■ Problem to solve: From the entries below, return exactly the lines beginning at the one that contains "filename crates/server/src/state.rs" and ending at the one that contains "use crate::services::catalog::CatalogService;", both of them included, and only those lines.

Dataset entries
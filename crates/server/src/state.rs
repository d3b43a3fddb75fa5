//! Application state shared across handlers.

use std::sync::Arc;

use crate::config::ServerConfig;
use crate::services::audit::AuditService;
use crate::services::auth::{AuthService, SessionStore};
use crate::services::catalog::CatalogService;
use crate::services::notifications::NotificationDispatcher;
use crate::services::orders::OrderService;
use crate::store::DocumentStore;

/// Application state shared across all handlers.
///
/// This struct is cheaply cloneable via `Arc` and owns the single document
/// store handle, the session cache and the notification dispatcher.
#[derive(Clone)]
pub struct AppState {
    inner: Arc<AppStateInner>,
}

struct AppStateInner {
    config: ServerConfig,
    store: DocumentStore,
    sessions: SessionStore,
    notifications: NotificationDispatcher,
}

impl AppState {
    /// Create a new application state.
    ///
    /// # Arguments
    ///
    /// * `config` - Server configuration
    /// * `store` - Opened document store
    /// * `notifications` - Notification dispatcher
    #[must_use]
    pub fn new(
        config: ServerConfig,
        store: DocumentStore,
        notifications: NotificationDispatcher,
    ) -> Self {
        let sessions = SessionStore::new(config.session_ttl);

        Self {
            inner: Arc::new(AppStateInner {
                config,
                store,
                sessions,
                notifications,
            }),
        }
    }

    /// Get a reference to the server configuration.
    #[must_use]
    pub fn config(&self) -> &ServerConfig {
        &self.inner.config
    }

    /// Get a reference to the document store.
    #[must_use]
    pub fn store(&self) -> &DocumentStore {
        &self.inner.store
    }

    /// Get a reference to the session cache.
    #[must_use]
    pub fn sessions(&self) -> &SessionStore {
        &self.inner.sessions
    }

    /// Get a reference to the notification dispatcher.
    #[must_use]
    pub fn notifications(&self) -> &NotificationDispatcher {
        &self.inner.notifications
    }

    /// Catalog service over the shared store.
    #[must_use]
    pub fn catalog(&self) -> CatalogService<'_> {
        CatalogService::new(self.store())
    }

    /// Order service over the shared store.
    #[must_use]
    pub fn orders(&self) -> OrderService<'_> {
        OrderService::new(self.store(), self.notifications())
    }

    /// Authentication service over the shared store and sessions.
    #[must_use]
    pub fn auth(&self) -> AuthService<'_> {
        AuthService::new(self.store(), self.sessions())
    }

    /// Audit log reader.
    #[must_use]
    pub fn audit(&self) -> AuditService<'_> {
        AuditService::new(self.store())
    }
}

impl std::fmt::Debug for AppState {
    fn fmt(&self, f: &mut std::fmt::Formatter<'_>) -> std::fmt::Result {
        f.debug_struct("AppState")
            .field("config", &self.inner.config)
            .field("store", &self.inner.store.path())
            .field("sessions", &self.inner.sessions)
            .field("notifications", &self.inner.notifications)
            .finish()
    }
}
...
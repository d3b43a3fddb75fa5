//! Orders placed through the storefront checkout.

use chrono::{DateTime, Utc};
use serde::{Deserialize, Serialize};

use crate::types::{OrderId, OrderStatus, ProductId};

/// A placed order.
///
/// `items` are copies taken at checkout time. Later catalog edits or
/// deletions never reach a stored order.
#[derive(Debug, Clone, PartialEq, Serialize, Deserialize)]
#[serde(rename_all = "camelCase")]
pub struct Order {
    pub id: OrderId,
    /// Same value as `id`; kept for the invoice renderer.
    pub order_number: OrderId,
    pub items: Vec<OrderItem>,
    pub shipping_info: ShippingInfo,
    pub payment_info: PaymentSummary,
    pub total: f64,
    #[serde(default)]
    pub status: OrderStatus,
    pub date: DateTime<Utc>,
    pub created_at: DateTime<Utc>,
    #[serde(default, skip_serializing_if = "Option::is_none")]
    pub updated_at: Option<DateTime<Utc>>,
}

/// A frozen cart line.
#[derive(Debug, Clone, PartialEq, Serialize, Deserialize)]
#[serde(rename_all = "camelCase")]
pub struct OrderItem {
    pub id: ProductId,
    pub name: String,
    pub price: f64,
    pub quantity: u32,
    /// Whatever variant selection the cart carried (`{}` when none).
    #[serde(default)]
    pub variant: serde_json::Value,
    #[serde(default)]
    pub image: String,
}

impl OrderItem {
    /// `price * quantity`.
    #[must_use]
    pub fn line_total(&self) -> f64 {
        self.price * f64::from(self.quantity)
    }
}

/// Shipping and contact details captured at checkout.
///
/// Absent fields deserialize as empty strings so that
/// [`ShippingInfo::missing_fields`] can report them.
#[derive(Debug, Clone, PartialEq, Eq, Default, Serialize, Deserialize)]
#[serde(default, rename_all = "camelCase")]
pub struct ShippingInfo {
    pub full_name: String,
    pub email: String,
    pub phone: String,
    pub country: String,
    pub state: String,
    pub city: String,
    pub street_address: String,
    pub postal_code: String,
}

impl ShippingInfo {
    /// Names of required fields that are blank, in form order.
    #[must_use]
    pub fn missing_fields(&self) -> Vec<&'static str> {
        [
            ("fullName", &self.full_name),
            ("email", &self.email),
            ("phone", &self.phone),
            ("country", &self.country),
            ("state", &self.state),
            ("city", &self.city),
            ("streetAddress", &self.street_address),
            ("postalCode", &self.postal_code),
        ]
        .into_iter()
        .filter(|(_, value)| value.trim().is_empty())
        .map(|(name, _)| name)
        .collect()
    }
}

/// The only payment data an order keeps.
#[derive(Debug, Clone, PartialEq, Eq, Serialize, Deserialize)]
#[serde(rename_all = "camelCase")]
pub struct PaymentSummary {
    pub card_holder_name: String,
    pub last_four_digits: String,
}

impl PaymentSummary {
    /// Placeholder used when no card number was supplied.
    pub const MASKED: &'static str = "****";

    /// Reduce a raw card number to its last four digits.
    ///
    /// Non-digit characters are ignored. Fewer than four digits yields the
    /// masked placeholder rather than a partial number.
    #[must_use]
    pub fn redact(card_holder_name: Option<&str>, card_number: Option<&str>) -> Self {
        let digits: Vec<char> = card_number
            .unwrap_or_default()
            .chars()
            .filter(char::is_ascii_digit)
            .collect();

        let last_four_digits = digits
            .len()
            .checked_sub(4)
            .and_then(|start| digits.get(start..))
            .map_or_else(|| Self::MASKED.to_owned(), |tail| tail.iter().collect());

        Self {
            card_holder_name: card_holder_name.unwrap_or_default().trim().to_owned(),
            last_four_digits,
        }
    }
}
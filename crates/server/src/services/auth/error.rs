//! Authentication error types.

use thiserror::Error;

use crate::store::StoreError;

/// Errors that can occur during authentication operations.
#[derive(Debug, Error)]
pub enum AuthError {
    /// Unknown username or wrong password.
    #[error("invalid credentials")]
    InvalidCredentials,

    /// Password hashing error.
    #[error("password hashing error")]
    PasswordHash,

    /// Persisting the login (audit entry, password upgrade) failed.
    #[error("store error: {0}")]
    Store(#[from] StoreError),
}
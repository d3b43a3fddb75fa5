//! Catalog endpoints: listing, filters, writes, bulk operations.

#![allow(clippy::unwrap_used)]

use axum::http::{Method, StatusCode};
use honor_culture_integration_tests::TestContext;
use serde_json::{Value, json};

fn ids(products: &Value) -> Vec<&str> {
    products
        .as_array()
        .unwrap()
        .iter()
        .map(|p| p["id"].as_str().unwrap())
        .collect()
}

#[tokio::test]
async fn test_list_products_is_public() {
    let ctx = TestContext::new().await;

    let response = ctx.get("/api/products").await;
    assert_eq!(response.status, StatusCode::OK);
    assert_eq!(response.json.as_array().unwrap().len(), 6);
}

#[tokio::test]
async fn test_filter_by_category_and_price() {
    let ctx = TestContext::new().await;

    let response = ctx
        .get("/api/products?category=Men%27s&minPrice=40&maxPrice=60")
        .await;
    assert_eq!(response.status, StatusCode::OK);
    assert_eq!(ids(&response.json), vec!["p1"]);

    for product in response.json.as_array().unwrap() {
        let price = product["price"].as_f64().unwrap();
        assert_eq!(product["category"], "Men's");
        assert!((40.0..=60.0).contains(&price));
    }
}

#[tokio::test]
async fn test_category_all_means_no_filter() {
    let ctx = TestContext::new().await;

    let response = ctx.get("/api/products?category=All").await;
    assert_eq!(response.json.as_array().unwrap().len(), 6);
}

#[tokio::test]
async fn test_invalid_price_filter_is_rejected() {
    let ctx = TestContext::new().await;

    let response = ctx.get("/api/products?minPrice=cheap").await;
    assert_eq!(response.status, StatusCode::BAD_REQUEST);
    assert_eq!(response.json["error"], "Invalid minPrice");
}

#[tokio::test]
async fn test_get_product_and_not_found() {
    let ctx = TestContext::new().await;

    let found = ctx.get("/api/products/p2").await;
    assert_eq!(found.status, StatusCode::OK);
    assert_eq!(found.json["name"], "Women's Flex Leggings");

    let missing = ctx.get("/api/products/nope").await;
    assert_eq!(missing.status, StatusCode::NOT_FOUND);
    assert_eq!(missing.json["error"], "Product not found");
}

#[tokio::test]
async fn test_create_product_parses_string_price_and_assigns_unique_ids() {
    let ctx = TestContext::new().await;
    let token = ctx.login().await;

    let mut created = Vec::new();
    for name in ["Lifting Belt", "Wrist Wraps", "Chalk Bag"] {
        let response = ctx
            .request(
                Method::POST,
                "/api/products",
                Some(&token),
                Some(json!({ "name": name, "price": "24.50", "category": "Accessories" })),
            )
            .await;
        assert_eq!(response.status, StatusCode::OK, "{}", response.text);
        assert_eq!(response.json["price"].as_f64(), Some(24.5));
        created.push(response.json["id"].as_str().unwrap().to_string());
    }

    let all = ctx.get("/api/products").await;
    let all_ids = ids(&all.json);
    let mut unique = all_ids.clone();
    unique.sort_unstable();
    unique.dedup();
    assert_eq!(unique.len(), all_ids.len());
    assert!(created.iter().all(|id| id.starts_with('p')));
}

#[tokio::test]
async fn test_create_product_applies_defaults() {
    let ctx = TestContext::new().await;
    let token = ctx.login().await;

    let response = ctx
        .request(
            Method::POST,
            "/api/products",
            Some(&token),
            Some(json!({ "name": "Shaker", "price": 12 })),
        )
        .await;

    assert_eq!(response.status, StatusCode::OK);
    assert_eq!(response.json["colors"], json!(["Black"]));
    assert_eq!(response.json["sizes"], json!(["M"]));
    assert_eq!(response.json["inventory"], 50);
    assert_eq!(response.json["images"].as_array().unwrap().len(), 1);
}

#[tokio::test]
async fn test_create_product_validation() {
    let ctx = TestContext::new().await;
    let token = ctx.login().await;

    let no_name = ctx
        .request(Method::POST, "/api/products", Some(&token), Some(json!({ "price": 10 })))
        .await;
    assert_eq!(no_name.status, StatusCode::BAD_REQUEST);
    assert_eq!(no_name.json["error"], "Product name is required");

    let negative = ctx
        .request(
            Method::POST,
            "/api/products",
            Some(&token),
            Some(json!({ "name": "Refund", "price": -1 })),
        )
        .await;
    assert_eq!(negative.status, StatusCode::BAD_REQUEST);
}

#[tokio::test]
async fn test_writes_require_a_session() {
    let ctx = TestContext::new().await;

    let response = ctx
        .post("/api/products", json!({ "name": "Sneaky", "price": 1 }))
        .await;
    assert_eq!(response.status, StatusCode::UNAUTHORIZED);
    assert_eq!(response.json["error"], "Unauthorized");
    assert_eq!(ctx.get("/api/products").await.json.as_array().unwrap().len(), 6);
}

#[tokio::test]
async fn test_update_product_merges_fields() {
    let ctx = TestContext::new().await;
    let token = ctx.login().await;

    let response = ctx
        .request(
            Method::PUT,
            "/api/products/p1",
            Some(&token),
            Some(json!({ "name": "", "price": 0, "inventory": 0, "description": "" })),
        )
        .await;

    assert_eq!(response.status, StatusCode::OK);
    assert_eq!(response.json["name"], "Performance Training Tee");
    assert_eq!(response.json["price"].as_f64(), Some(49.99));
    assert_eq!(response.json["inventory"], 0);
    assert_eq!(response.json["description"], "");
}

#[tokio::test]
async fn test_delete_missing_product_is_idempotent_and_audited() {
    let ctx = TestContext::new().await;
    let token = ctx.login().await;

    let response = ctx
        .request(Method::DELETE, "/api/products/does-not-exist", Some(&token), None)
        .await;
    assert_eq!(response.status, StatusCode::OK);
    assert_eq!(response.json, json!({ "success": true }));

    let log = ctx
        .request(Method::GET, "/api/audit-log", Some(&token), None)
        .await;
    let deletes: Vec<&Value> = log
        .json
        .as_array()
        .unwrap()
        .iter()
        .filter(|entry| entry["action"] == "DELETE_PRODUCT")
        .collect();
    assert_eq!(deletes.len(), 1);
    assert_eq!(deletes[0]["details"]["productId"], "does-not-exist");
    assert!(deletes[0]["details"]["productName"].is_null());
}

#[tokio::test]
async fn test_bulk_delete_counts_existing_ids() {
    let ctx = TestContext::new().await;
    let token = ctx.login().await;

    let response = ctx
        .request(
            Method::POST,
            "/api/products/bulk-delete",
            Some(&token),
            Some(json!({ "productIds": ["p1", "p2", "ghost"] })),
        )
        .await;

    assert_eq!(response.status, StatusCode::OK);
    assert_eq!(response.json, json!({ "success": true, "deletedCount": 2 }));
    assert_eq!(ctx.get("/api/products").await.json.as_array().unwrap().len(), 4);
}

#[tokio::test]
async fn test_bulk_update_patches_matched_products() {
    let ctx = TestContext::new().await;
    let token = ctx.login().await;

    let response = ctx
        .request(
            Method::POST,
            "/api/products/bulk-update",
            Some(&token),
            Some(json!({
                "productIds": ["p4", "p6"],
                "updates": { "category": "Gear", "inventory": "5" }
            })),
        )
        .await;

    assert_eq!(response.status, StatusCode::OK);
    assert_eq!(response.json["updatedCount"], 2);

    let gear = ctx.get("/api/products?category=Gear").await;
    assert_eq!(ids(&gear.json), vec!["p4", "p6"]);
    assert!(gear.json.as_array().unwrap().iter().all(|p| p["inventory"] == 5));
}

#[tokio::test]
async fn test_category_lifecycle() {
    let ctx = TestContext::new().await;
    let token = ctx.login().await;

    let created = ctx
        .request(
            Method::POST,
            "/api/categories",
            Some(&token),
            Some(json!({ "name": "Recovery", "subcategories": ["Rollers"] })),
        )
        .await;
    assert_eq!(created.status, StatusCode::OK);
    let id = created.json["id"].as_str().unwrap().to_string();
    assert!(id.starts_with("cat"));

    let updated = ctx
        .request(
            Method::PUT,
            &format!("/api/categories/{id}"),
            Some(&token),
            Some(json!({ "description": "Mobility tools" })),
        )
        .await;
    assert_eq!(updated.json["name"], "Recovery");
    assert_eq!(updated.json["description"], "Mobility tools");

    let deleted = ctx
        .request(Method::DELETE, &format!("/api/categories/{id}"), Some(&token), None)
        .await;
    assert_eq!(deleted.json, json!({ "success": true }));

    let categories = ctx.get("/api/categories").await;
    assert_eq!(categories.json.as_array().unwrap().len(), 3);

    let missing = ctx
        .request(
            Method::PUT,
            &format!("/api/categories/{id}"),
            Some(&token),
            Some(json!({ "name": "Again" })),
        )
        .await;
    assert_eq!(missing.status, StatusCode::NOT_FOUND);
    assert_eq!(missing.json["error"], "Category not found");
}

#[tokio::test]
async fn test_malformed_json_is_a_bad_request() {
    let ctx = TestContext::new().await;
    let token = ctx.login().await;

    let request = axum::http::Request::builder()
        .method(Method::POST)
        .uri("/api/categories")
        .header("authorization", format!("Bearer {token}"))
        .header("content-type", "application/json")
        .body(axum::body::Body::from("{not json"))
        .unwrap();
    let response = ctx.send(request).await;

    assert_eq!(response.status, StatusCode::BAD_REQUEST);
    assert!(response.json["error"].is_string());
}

■ Output of the task:
filename crates/server/src/state.rs
repository d3b43a3fddb75fa5
//! Application state shared across handlers.

use std::sync::Arc;

use crate::config::ServerConfig;
use crate::services::audit::AuditService;
use crate::services::auth::{AuthService, SessionStore};
use crate::services::catalog::CatalogService;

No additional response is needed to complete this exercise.